::: Given records :::
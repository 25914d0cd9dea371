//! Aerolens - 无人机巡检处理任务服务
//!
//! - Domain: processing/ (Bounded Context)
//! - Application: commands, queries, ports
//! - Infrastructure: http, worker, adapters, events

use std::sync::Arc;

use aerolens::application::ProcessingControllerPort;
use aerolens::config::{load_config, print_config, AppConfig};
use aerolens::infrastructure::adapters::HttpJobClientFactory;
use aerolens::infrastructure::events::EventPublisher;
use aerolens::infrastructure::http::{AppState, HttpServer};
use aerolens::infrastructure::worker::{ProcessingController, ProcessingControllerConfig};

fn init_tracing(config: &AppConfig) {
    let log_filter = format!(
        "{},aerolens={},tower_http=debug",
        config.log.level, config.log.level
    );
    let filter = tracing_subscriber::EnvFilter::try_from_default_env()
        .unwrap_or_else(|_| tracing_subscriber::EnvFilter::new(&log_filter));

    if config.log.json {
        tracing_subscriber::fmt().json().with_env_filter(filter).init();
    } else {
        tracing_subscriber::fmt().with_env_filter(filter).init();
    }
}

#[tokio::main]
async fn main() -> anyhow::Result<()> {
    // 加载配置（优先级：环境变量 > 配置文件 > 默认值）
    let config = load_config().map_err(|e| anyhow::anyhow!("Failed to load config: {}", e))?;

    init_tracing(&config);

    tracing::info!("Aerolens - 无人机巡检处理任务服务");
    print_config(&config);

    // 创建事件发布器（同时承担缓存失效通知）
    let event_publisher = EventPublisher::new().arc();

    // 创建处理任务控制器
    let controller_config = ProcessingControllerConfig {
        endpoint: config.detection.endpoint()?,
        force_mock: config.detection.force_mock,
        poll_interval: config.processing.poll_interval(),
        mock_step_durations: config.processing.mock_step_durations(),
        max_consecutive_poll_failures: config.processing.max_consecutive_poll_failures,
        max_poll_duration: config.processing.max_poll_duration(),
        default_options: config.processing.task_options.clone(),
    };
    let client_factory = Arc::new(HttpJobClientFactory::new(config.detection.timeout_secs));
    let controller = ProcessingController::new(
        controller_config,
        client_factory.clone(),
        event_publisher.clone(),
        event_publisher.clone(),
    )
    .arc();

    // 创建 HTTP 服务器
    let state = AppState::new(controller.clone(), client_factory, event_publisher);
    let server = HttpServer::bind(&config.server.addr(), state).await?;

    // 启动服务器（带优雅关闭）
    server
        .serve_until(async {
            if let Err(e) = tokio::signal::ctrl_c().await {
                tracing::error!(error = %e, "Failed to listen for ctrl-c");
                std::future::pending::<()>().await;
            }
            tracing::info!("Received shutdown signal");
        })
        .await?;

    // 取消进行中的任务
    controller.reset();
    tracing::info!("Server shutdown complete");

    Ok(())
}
:::
- **Description of the task**:
Looking at the entries above, count the lines that contain the string "AppState", then give the number and nothing else.

- **Final answer**:
2